La crianza no causa TOC

Es un hecho que los papás sufrimos cuando nuestros hijos sufren. Sin importar qué tan chico o grande, pero damos mil vueltas en saber qué hacer o qué debimos de hacer para ahorrarle el dolor.

Algunas de las preguntas que nos hacemos cuando tenemos un diagnóstico son: “¿porqué no me di cuenta antes?, ¿tal vez estoy siendo muy exigente con él?, ¿todas las peleas que hemos tenido enfrente de él, tal vez le afectaron el hecho de que entra a la escuela tan pronto?, ¿habrá sido el guamazo que se metió al bajar las escaleras cuando era pequeño?, ¿lo he sobreprotegido mucho?, ¿tal vez no le he dedicado el tiempo necesario?

Si estas preguntas te han invadido, eres como todos los papás con hijos con y sin TOC. Quédate tranquilo, no hay evidencia alguna de que lo que hiciste o dejaste de hacer haya contribuido al desarrollo del TOC. La mala crianza no causa TOC y la buena crianza no lo impide. ¿Por qué los padres en ocasiones se culpan?

Por la mayor parte del siglo pasado, la influencia preponderante del entendimiento del TOC recaía en Sigmund Freud, el padre del psicoanálisis.

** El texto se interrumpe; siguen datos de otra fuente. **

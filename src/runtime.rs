use std::sync::mpsc::{self, Receiver, RecvTimeoutError, Sender};
use std::sync::Arc;
use std::thread::JoinHandle;
use std::time::Duration;

use crossterm::event::{self, Event as CtEvent, KeyEvent};

use crate::target_text::TargetText;
use crate::word_source::WordProvider;

pub const TICK_RATE_MS: u64 = 100;

/// Unified event type consumed by the app runner
#[derive(Clone, Debug)]
pub enum AppEvent {
    Key(KeyEvent),
    Resize,
    Tick,
    /// A background word fetch completed.
    TextReady { request: u64, text: TargetText },
}

/// Source of application events (keyboard, resize, fetched text)
pub trait EventSource: Send + 'static {
    /// Block for up to `timeout` waiting for an event.
    fn recv_timeout(&self, timeout: Duration) -> Result<AppEvent, RecvTimeoutError>;
}

/// Production event source using crossterm
pub struct CrosstermEventSource {
    rx: Receiver<AppEvent>,
    tx: Sender<AppEvent>,
}

impl CrosstermEventSource {
    pub fn new() -> Self {
        let (tx, rx) = mpsc::channel();
        let key_tx = tx.clone();

        std::thread::spawn(move || loop {
            let forwarded = match event::read() {
                Ok(CtEvent::Key(key)) => key_tx.send(AppEvent::Key(key)),
                Ok(CtEvent::Resize(_, _)) => key_tx.send(AppEvent::Resize),
                Ok(_) => Ok(()),
                Err(e) => {
                    tracing::warn!(error = %e, "terminal event stream closed");
                    break;
                }
            };
            if forwarded.is_err() {
                break;
            }
        });

        Self { rx, tx }
    }

    /// Handle for background producers such as the word fetcher.
    pub fn sender(&self) -> Sender<AppEvent> {
        self.tx.clone()
    }
}

impl Default for CrosstermEventSource {
    fn default() -> Self {
        Self::new()
    }
}

impl EventSource for CrosstermEventSource {
    fn recv_timeout(&self, timeout: Duration) -> Result<AppEvent, RecvTimeoutError> {
        self.rx.recv_timeout(timeout)
    }
}

/// Configurable ticker interface
pub trait Ticker: Send + Sync + 'static {
    fn interval(&self) -> Duration;
}

/// Fixed interval ticker
#[derive(Clone, Copy, Debug)]
pub struct FixedTicker {
    interval: Duration,
}

impl FixedTicker {
    pub fn new(interval: Duration) -> Self {
        Self { interval }
    }
}

impl Default for FixedTicker {
    fn default() -> Self {
        Self::new(Duration::from_millis(TICK_RATE_MS))
    }
}

impl Ticker for FixedTicker {
    fn interval(&self) -> Duration {
        self.interval
    }
}

/// Channel-fed event source for headless runs and tests
pub struct TestEventSource {
    rx: Receiver<AppEvent>,
}

impl TestEventSource {
    pub fn new(rx: Receiver<AppEvent>) -> Self {
        Self { rx }
    }
}

impl EventSource for TestEventSource {
    fn recv_timeout(&self, timeout: Duration) -> Result<AppEvent, RecvTimeoutError> {
        self.rx.recv_timeout(timeout)
    }
}

/// Runner that advances the application one event/tick at a time
pub struct Runner<E: EventSource, T: Ticker> {
    event_source: E,
    ticker: T,
}

impl<E: EventSource, T: Ticker> Runner<E, T> {
    pub fn new(event_source: E, ticker: T) -> Self {
        Self {
            event_source,
            ticker,
        }
    }

    /// Blocks up to tick interval and returns the next event, or Tick on timeout
    pub fn step(&self) -> AppEvent {
        match self.event_source.recv_timeout(self.ticker.interval()) {
            Ok(ev) => ev,
            Err(RecvTimeoutError::Timeout) | Err(RecvTimeoutError::Disconnected) => AppEvent::Tick,
        }
    }

    pub fn event_source(&self) -> &E {
        &self.event_source
    }
}

/// Fetch session text off the UI thread and post it back as
/// [`AppEvent::TextReady`] tagged with `request`.
pub fn spawn_text_fetch(
    provider: Arc<WordProvider>,
    request: u64,
    tx: Sender<AppEvent>,
) -> JoinHandle<()> {
    std::thread::spawn(move || {
        let text = provider.fetch_text();
        if tx.send(AppEvent::TextReady { request, text }).is_err() {
            tracing::debug!(request, "event loop gone before text arrived");
        }
    })
}

#[cfg(test)]
mod tests {
    use super::*;
    use crate::word_source::StaticWordSource;
    use assert_matches::assert_matches;

    #[test]
    fn step_returns_tick_on_timeout() {
        let (_tx, rx) = mpsc::channel();
        let runner = Runner::new(
            TestEventSource::new(rx),
            FixedTicker::new(Duration::from_millis(1)),
        );

        assert_matches!(runner.step(), AppEvent::Tick);
    }

    #[test]
    fn step_passes_through_events() {
        let (tx, rx) = mpsc::channel();
        tx.send(AppEvent::Resize).unwrap();
        let runner = Runner::new(
            TestEventSource::new(rx),
            FixedTicker::new(Duration::from_millis(10)),
        );

        assert_matches!(runner.step(), AppEvent::Resize);
    }

    #[test]
    fn default_ticker_uses_tick_rate() {
        assert_eq!(
            FixedTicker::default().interval(),
            Duration::from_millis(TICK_RATE_MS)
        );
    }

    #[test]
    fn text_fetch_posts_tagged_result() {
        let (tx, rx) = mpsc::channel();
        let provider = Arc::new(WordProvider::new(Box::new(StaticWordSource::new(
            "ready set go",
        ))));

        spawn_text_fetch(provider, 7, tx).join().unwrap();

        assert_matches!(
            rx.recv_timeout(Duration::from_secs(1)),
            Ok(AppEvent::TextReady { request: 7, text }) if text.as_str() == "ready set go"
        );
    }
}
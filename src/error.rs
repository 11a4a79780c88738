use thiserror::Error;

/// Reasons the remote word source could not supply text.
///
/// None of these reach the user: the provider logs them and substitutes
/// the fallback word list.
#[derive(Error, Debug)]
pub enum SourceError {
    #[error("word request failed: {0}")]
    Http(#[from] reqwest::Error),

    #[error("word service answered with status {0}")]
    Status(u16),

    #[error("malformed word payload: {0}")]
    Payload(#[from] serde_json::Error),

    #[error("word payload contained no words")]
    Empty,
}

/// Failures of the durable best-score store.
#[derive(Error, Debug)]
pub enum StoreError {
    #[error("best score database error: {0}")]
    Sqlite(#[from] rusqlite::Error),

    #[error("best score directory error: {0}")]
    Io(#[from] std::io::Error),
}

pub type StoreResult<T> = Result<T, StoreError>;
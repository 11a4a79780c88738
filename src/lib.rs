// Library surface for headless/integration tests and reuse.
// The binary in main.rs only adds the CLI and terminal plumbing.
pub mod app;
pub mod app_dirs;
pub mod best_score;
pub mod config;
pub mod error;
pub mod logging;
pub mod metrics;
pub mod runtime;
pub mod session;
pub mod target_text;
pub mod time_series;
pub mod timer;
pub mod ui;
pub mod util;
pub mod word_source;
use crate::target_text::TargetText;

/// Classification of one position of the target text.
#[derive(Clone, Copy, Debug, PartialEq, Eq)]
pub enum Verdict {
    Untyped,
    Correct,
    Incorrect,
}

/// Result of comparing a typed buffer against the target.
#[derive(Clone, Debug, Default, PartialEq, Eq)]
pub struct Diff {
    /// One verdict per target position.
    pub verdicts: Vec<Verdict>,
    pub correct_chars: usize,
    /// Attempted positions, correct or not. Never exceeds the target length.
    pub total_chars: usize,
}

/// Rounded speed and accuracy figures.
#[derive(Clone, Copy, Debug, Default, PartialEq, Eq)]
pub struct Metrics {
    pub wpm: u32,
    pub accuracy: u32,
}

/// Compare `typed` against `target` position by position.
///
/// Input longer than the target is capped at the target length; the
/// overflow is neither classified nor counted.
pub fn diff(target: &TargetText, typed: &[char]) -> Diff {
    let attempted = typed.len().min(target.len());
    let mut verdicts = vec![Verdict::Untyped; target.len()];
    let mut correct_chars = 0;

    for (idx, (expected, actual)) in target.chars().iter().zip(&typed[..attempted]).enumerate() {
        if expected == actual {
            verdicts[idx] = Verdict::Correct;
            correct_chars += 1;
        } else {
            verdicts[idx] = Verdict::Incorrect;
        }
    }

    Diff {
        verdicts,
        correct_chars,
        total_chars: attempted,
    }
}

/// Raw words per minute over every attempted character, five chars a word.
/// `None` when no time has elapsed.
pub fn raw_wpm(total_chars: usize, elapsed_secs: u64) -> Option<u32> {
    if elapsed_secs == 0 {
        return None;
    }
    let minutes = elapsed_secs as f64 / 60.0;
    Some(((total_chars as f64 / 5.0) / minutes).round() as u32)
}

/// Percentage of attempted characters that were correct, 0 when nothing
/// was attempted.
pub fn accuracy(correct_chars: usize, total_chars: usize) -> u32 {
    if total_chars == 0 {
        return 0;
    }
    (100.0 * correct_chars as f64 / total_chars as f64).round() as u32
}

/// Holds the counts of the latest diff and derives metrics from them.
#[derive(Clone, Debug, Default)]
pub struct MetricsEngine {
    diff: Diff,
    live: Metrics,
}

impl MetricsEngine {
    pub fn new(target: &TargetText) -> Self {
        Self {
            diff: diff(target, &[]),
            live: Metrics::default(),
        }
    }

    /// Recompute verdicts and counts from the full typed buffer.
    pub fn apply_input(&mut self, target: &TargetText, typed: &[char]) -> &Diff {
        self.diff = diff(target, typed);
        &self.diff
    }

    /// Update the live figures. With zero elapsed seconds the previous
    /// values are kept.
    pub fn compute_live_metrics(&mut self, elapsed_secs: u64) -> Metrics {
        if let Some(wpm) = raw_wpm(self.diff.total_chars, elapsed_secs) {
            self.live = Metrics {
                wpm,
                accuracy: accuracy(self.diff.correct_chars, self.diff.total_chars),
            };
        }
        self.live
    }

    /// Final figures over a fixed time base rather than measured wall time.
    pub fn compute_final_metrics(&self, duration_secs: u64) -> Metrics {
        Metrics {
            wpm: raw_wpm(self.diff.total_chars, duration_secs).unwrap_or(0),
            accuracy: accuracy(self.diff.correct_chars, self.diff.total_chars),
        }
    }

    pub fn diff(&self) -> &Diff {
        &self.diff
    }

    pub fn live(&self) -> Metrics {
        self.live
    }

    pub fn reset(&mut self, target: &TargetText) {
        *self = Self::new(target);
    }
}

Freud decía que los síntomas TOC eran producto de agresiones instintivas o conflictos sexuales no resueltos originados en la infancia, cortesía de padres duros y punitivos. Esta teoría hacía sentido, sobre todo para quienes centraban su TOC en obsesiones violentas y sexuales, a su vez, esta teoría se volvió bastante aceptable. Gran parte del siglo pasado, el diagnóstico y tratamiento para el TOC se enfocaba en interpretar el significado simbólico de las obsesiones, las cuales cubrían conflictos psicológicos no resueltos. A pesar de que esta práctica era intelectualmente estimulante, carece de sustento científico. No hay evidencia que pruebe que el TOC es causado por conflictos inconscientes sexuales, agresivos o de crianza punitiva. Irónicamente, muchas décadas de tratamientos psicoanalíticos fueron deficientes en tratar al TOC. En vez de darse cuenta de que no era el enfoque adecuado para tratar al TOC, se empezó a decir que era un trastorno intratable.

La teoría psicoanalítica perjudicó a las personas con TOC y a sus familiares. No solamente manejó autoconceptos negativos, sino también fue una pérdida de tiempo ya que apuntaba a la dirección incorrecta. Muchas personas con TOC han tenido una infancia feliz, sin problemas significativos y tienen una relación positiva y cercana con sus padres, por lo contrario, muchas personas no tuvieron una infancia feliz, sino dura y sentían rechazo por parte de sus padres y no desarrollaron TOC.

A pesar de que la crianza no causa TOC, por supuesto que puede afectar la habilidad del niño a enfrentar y recuperarse del TOC. La forma en la que los familiares responden a los síntomas del TOC impacta para bien o para mal. Por ello, cuando uno apoya, entiende, confía y mantiene la calma, el niño puede ser más abierto en compartir sus miedos y pedir ayuda. Por otro lado, cuando uno, tal vez no de manera intencional, se enoja por los rituales sin sentido que hace, lo culpa, lo critica o lo humilla y esto solo incrementa los síntomas. Como bien saben, el estrés es un detonante de síntomas, por lo que si su casa es un ambiente en donde se enojan, gritan y hay tensión y caos, es posible que el niño no tenga la energía suficiente para atacar al TOC.

Es de esperarse, y con toda razón, que el TOC en ocasiones saca lo peor de las personas que lo padecen y también de la familia. En ocasiones hasta las personas con mayor paciencia y tranquilidad, el TOC las puede desquiciar. Inclusive las familias armoniosas y tranquilas, de repente se transportan a una zona de guerra. No hay familia perfecta y ningún papá y mamá se libran de verse envueltos en estas conductas en algún momento de su vida.

Tal vez leer esto los tranquilice, el tomar conciencia es un buen paso siempre y cuando lleve al cambio y no a la culpa o auto-flagelación, ya que ambas paralizan y no dejan continuar el camino o se toma un camino equivocado.